----- Records provided

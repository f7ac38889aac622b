/*
 *  Copyright 2025-2026 Colliery Software
 *
 *  Licensed under the Apache License, Version 2.0 (the "License");
 *  you may not use this file except in compliance with the License.
 *  You may obtain a copy of the License at
 *
 *      http://www.apache.org/licenses/LICENSE-2.0
 *
 *  Unless required by applicable law or agreed to in writing, software
 *  distributed under the License is distributed on an "AS IS" BASIS,
 *  WITHOUT WARRANTIES OR CONDITIONS OF ANY KIND, either express or implied.
 *  See the License for the specific language governing permissions and
 *  limitations under the License.
 */

//! Database access: connection pooling, schema and embedded migrations.

pub mod connection;
pub mod schema;
pub mod universal_types;

pub use connection::Database;

use diesel_migrations::{embed_migrations, EmbeddedMigrations};

/// Migrations compiled into the binary and applied by
/// [`Database::run_migrations`].
pub const MIGRATIONS: EmbeddedMigrations = embed_migrations!("migrations");
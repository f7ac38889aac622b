/*
 *  Copyright 2025-2026 Colliery Software
 *
 *  Licensed under the Apache License, Version 2.0 (the "License");
 *  you may not use this file except in compliance with the License.
 *  You may obtain a copy of the License at
 *
 *      http://www.apache.org/licenses/LICENSE-2.0
 *
 *  Unless required by applicable law or agreed to in writing, software
 *  distributed under the License is distributed on an "AS IS" BASIS,
 *  WITHOUT WARRANTIES OR CONDITIONS OF ANY KIND, either express or implied.
 *  See the License for the specific language governing permissions and
 *  limitations under the License.
 */

//! Task dispatch.
//!
//! Work is queued by writing to the `request_task_outbox` table in the same
//! transaction as the status change that causes it. The [`OutboxRelay`]
//! drains that table and hands each entry to a [`TaskDispatcher`], deleting
//! the entry only once dispatch succeeded. Delivery is therefore
//! at-least-once and dispatchers must tolerate repeats.
//!
//! ```rust,ignore
//! let runner = RequestTaskRunner::new(registry.clone()).with_collector(forum);
//! let relay = Arc::new(OutboxRelay::new(dal, Arc::new(runner), &config));
//! tokio::spawn({ let relay = relay.clone(); async move { relay.run().await } });
//! // ...
//! relay.shutdown();
//! ```

mod relay;

pub use crate::error::DispatchError;
pub use relay::OutboxRelay;

use async_trait::async_trait;

use crate::models::QueuedTask;

/// Executes, or forwards to an executor, one queued task.
#[async_trait]
pub trait TaskDispatcher: Send + Sync {
    /// Returning an error keeps the task queued for a later pass.
    async fn dispatch(&self, task: &QueuedTask) -> Result<(), DispatchError>;
}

----------

## About this exercise
Once you have counted the lines of the records holding the string "QueuedTask", state that number with no other words.

## Solution for this exercise
2